YOUR TASK: Filter the lines below, copying only those with the string "AppConfig".

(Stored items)
------
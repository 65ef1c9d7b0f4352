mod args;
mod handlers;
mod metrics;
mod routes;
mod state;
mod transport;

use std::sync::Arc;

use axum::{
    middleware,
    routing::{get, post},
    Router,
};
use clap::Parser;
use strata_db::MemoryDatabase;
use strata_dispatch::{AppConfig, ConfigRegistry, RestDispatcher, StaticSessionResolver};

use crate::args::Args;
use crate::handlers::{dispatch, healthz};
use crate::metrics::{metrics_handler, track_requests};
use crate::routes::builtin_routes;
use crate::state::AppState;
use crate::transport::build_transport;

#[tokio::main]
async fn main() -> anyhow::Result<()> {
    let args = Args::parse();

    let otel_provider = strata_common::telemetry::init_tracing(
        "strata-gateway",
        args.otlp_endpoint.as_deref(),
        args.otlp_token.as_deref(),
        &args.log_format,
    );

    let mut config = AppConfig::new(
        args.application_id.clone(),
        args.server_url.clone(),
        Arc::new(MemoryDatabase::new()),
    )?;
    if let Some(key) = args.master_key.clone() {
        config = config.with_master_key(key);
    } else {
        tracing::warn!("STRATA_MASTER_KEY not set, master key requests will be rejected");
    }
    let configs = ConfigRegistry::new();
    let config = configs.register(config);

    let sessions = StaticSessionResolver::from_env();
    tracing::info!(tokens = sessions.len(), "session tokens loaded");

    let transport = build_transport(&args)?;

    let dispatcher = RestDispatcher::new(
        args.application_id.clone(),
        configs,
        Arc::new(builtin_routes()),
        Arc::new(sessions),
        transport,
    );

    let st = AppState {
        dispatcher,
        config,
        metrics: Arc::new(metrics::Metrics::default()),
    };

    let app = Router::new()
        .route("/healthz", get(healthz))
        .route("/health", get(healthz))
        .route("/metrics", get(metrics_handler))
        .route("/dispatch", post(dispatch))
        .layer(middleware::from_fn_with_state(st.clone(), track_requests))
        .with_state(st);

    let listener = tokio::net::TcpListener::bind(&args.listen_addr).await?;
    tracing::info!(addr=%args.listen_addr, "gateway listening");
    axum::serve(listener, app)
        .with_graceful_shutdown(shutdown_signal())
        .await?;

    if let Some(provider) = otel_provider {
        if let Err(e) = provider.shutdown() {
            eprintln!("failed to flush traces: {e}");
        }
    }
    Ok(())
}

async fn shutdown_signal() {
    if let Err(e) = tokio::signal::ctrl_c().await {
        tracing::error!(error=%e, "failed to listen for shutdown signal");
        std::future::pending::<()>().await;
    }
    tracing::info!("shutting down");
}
------
TASK RESPONSE:
use strata_dispatch::{AppConfig, ConfigRegistry, RestDispatcher, StaticSessionResolver};
    let mut config = AppConfig::new(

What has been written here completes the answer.